*** Records to use ***
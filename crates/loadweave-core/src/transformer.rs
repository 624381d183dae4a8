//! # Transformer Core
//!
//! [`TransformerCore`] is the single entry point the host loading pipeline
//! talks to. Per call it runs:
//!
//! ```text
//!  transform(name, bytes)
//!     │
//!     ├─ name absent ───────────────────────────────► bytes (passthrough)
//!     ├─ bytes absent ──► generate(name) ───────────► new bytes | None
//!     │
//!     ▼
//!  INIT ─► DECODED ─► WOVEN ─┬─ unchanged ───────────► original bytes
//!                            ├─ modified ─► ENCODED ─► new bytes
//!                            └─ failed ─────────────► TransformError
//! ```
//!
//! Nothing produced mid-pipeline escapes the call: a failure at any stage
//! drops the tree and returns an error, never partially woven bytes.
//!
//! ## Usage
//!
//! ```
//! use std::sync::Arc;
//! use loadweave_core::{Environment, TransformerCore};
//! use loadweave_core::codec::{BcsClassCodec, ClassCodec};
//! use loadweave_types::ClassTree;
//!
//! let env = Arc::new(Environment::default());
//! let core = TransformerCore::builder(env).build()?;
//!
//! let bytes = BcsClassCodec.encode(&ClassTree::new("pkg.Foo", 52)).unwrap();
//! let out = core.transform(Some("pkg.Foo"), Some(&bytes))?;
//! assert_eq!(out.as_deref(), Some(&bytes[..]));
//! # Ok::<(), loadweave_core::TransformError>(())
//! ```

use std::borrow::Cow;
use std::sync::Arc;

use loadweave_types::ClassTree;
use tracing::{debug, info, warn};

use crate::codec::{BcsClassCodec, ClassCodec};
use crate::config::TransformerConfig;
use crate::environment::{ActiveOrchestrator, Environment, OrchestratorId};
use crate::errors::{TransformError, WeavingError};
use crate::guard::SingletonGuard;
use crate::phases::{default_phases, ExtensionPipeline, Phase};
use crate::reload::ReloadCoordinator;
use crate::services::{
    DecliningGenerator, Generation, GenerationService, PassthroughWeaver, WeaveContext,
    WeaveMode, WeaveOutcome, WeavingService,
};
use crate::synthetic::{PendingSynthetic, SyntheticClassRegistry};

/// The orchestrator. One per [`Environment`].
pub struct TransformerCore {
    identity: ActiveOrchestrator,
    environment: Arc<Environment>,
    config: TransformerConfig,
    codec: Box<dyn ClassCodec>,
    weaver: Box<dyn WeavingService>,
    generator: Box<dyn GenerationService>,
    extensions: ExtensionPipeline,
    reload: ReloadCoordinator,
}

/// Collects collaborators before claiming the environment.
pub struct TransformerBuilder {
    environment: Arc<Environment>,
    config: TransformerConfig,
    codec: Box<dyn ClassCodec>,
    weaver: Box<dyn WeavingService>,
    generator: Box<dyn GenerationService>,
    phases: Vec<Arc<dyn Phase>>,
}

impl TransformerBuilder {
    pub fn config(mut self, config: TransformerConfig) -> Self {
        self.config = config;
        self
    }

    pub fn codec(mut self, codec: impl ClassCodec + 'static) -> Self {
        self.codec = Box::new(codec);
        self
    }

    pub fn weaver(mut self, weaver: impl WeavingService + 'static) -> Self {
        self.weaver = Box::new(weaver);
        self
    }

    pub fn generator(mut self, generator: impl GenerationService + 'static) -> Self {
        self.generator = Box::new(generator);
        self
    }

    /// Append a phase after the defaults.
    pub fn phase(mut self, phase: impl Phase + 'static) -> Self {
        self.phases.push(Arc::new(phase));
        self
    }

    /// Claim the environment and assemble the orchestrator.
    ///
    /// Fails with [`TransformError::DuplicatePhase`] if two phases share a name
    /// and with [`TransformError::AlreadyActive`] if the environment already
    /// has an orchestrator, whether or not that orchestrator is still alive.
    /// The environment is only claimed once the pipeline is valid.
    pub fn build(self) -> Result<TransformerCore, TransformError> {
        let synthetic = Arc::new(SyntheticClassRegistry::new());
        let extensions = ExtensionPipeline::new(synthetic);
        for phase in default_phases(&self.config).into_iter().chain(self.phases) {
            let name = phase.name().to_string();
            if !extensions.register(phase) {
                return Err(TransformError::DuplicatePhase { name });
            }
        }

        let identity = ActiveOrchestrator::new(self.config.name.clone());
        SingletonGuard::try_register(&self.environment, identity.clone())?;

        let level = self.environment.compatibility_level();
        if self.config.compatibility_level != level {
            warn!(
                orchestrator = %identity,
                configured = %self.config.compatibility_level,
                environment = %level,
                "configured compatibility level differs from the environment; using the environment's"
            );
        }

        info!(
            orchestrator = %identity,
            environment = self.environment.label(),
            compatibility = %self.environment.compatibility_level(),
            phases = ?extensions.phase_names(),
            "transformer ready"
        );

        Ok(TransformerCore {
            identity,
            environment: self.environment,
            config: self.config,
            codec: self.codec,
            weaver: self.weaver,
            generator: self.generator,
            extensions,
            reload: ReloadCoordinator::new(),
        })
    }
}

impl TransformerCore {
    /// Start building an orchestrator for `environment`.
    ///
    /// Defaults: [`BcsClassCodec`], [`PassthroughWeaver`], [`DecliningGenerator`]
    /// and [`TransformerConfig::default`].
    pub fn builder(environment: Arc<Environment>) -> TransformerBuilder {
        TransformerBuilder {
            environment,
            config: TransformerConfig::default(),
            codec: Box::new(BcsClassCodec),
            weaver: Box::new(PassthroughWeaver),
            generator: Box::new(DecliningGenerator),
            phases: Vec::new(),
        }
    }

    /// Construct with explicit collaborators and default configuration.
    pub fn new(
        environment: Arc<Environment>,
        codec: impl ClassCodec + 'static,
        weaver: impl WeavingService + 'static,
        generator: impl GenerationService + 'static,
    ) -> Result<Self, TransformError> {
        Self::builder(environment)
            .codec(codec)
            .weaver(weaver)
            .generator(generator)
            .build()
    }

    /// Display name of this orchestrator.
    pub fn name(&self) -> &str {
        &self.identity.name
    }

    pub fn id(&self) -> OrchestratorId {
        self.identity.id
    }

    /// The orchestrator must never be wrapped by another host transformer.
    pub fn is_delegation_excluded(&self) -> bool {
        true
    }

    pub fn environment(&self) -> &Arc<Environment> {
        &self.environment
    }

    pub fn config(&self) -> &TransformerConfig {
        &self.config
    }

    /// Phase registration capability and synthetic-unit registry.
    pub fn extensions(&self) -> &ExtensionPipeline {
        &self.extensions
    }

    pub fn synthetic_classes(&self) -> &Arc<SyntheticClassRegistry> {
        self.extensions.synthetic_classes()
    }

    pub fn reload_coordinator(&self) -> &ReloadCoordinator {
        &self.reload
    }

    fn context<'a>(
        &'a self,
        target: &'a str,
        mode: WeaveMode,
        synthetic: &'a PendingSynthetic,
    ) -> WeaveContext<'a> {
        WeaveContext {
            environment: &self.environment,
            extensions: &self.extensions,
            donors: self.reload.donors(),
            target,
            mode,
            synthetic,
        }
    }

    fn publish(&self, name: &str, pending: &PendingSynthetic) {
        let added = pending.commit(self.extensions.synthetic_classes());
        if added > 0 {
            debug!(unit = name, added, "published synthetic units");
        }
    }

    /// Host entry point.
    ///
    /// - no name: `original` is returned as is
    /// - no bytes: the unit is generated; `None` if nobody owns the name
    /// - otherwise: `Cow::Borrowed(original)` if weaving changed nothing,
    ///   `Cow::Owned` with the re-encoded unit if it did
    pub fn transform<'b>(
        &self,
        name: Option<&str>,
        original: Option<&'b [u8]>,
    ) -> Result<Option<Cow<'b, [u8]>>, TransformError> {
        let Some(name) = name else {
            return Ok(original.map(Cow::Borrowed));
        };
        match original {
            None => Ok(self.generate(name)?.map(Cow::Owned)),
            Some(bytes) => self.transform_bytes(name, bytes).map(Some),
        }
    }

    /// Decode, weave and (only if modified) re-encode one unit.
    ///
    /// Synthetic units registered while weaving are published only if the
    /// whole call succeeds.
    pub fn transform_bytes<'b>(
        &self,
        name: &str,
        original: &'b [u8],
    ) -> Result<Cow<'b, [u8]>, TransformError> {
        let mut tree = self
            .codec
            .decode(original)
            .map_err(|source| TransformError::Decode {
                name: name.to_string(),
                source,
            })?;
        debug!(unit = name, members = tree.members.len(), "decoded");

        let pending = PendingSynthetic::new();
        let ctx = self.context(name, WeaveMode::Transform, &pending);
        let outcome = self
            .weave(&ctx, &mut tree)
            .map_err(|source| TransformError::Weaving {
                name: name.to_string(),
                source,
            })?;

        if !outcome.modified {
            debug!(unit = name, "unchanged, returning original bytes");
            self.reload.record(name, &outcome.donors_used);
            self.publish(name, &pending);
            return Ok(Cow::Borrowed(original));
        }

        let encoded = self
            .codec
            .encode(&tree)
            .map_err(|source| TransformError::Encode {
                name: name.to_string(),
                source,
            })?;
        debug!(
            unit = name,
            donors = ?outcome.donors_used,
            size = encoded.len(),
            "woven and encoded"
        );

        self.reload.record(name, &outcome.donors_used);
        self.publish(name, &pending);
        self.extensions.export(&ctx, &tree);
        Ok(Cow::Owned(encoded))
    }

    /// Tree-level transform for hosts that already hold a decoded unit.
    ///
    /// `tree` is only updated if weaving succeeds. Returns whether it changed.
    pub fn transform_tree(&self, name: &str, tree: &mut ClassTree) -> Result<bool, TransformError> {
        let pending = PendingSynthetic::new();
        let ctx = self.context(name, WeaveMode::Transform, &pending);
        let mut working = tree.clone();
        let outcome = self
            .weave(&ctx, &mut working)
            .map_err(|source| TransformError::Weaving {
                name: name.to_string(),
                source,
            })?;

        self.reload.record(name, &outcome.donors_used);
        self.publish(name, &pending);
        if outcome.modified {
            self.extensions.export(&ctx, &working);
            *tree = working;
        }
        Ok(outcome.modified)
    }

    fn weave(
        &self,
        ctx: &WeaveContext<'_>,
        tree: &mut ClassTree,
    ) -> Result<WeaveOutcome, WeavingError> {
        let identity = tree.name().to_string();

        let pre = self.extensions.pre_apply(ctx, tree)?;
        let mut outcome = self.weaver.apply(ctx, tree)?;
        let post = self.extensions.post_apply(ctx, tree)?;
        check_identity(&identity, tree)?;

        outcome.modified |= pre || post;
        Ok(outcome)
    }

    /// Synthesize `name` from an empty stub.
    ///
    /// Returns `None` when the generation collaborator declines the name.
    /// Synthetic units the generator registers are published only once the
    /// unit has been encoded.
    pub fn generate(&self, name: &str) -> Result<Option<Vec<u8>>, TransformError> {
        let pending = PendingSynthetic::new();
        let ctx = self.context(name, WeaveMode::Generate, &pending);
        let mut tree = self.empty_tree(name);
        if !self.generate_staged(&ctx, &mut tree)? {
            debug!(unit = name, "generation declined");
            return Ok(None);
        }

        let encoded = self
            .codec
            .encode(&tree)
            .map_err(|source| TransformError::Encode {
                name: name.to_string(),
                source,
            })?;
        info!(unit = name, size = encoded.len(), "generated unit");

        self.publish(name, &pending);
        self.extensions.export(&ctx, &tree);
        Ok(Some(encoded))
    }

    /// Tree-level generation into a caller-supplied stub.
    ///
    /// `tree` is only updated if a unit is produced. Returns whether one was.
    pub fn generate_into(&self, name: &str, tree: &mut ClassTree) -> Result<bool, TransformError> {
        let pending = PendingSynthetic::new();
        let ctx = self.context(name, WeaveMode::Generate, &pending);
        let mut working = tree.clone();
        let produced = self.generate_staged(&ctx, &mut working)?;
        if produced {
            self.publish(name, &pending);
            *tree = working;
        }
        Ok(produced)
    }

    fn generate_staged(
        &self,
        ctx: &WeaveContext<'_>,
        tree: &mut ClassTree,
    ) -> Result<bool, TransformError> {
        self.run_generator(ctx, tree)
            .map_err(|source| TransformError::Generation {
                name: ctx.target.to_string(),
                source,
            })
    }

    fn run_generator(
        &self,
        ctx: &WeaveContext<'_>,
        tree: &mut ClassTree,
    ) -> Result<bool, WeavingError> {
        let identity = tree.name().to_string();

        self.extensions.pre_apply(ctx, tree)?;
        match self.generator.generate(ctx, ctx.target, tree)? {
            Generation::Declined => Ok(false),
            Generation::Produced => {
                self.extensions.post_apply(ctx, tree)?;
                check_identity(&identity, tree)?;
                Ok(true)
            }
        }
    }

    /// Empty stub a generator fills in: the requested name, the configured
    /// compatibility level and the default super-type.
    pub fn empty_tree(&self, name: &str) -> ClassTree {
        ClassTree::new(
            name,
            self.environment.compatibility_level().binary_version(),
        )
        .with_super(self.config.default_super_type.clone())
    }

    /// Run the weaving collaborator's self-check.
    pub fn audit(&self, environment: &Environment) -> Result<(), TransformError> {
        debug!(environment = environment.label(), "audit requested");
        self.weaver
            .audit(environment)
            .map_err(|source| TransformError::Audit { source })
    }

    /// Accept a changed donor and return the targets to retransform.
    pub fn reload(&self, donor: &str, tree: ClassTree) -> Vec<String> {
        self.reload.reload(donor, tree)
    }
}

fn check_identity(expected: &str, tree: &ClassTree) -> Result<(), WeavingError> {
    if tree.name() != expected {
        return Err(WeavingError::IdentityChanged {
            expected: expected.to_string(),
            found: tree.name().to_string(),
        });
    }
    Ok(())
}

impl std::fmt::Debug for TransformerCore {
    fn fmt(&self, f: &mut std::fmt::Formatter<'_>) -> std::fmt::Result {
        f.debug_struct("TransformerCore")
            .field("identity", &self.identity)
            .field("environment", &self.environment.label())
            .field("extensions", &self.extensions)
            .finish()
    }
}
*** End of Records to use ***
*** Records to use ***
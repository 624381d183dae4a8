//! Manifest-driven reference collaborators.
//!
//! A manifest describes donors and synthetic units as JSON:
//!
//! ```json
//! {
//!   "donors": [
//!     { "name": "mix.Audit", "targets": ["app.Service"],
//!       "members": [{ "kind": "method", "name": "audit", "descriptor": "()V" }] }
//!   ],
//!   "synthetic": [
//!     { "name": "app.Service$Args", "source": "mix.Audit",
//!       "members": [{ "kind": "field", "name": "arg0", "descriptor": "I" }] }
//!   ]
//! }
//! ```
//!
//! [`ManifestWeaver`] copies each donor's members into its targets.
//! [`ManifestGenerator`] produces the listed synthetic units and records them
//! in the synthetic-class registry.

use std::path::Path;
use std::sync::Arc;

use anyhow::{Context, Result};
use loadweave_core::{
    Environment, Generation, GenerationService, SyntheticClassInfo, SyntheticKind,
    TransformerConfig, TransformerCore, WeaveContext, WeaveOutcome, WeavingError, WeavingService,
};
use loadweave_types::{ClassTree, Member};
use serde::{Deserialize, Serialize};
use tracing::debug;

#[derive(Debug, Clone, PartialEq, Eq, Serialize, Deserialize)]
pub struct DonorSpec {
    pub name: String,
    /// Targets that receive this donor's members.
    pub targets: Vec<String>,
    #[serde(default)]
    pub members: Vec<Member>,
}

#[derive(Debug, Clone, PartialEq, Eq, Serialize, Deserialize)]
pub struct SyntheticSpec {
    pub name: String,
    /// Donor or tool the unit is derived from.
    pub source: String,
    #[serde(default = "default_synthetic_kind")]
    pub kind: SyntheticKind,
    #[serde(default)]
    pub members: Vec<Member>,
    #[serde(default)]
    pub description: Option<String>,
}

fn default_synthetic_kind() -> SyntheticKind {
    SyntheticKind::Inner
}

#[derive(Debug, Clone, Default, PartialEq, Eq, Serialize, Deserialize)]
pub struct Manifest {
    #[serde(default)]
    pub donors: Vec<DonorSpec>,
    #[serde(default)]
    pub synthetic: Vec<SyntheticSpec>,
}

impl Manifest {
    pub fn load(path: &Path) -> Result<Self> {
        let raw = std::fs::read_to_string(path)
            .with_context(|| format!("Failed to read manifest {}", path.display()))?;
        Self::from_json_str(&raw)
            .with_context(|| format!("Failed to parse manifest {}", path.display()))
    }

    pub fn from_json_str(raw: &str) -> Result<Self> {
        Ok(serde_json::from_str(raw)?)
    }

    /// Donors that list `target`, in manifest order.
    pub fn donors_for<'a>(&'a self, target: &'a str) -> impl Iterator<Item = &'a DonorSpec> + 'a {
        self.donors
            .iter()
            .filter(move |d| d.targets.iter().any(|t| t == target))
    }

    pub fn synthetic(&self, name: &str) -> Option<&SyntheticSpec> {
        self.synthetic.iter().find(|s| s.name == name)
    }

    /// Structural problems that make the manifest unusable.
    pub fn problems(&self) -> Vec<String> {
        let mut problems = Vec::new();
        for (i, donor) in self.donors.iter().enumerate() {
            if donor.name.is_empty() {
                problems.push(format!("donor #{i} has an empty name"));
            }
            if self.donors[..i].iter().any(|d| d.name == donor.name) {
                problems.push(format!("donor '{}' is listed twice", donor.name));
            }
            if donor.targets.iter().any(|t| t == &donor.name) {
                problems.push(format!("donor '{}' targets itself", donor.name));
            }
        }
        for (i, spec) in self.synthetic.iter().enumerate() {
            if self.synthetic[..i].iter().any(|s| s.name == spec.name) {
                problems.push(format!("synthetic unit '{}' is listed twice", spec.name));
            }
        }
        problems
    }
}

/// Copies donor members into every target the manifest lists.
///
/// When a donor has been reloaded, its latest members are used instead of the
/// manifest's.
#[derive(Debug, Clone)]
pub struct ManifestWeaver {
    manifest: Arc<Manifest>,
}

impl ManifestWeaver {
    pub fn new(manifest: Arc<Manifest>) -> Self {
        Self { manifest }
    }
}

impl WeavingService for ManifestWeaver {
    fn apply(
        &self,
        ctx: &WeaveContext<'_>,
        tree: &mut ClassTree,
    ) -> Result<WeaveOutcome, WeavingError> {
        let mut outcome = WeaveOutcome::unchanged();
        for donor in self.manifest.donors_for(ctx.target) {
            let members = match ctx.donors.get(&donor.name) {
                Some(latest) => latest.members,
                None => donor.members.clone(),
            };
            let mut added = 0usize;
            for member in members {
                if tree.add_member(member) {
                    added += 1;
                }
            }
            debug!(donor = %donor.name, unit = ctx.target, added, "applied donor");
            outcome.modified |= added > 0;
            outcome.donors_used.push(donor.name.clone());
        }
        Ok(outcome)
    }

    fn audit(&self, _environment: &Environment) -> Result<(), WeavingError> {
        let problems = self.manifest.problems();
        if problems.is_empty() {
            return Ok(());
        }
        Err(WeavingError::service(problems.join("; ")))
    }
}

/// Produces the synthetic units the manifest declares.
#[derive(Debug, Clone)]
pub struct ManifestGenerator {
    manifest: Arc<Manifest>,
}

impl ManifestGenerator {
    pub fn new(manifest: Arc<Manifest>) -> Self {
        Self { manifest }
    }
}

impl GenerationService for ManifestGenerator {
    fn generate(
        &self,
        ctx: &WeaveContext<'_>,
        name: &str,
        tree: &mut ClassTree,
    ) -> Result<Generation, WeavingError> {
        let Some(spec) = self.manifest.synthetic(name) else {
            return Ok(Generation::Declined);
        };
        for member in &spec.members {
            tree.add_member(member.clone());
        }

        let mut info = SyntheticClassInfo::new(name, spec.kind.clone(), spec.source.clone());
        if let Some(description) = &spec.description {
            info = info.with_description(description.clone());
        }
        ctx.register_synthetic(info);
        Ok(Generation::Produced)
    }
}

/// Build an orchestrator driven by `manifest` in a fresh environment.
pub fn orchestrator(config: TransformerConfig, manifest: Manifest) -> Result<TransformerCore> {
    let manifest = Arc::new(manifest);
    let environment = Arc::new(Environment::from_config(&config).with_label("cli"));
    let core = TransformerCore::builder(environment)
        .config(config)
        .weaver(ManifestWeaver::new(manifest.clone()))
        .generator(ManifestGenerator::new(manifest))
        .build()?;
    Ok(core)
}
*** End of Records to use ***
*** Records to use ***
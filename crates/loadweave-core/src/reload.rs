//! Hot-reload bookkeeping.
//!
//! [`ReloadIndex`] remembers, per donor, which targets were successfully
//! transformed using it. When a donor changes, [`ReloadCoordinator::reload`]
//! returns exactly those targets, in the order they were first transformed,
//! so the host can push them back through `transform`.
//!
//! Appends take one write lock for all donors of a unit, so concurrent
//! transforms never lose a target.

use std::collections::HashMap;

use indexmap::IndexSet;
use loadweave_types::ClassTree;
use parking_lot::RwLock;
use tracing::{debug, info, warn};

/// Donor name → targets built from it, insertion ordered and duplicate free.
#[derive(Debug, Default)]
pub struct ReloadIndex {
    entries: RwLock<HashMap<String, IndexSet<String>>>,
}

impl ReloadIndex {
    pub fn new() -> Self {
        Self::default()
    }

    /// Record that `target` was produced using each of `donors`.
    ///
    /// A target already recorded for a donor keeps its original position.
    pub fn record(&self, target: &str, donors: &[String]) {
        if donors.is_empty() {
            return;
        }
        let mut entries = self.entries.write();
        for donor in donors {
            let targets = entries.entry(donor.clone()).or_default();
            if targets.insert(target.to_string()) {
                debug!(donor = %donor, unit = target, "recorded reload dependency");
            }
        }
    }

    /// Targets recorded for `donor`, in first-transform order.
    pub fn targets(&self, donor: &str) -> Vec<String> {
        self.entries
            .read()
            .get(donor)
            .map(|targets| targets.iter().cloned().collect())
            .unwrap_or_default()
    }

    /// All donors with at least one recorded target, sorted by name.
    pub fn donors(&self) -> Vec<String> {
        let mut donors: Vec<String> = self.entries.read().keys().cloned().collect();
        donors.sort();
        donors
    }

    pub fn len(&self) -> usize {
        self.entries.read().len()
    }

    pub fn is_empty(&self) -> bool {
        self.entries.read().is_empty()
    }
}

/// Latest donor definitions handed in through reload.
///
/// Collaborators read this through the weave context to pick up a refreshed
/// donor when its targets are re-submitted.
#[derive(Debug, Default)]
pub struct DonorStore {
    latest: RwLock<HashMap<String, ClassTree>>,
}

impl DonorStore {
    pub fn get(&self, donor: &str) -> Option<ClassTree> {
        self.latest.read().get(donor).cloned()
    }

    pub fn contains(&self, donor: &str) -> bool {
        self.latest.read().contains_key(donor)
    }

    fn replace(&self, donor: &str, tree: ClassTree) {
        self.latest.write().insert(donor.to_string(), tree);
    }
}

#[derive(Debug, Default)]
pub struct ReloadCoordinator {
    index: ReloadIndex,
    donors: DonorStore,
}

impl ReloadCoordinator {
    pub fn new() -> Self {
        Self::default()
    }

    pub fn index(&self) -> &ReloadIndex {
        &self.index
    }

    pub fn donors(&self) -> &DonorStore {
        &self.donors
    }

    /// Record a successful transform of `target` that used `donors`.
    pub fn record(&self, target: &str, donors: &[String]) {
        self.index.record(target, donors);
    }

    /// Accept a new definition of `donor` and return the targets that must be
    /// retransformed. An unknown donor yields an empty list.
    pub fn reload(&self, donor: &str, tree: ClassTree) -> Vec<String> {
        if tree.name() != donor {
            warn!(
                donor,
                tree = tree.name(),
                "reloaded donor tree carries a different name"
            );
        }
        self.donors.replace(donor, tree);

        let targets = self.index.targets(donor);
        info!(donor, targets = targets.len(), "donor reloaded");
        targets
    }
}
*** End of Records to use ***
**Problem to work on:** Count up the lines in the material above that contain the string "ManifestGenerator", then state that figure alone.

**Response to the task:** 5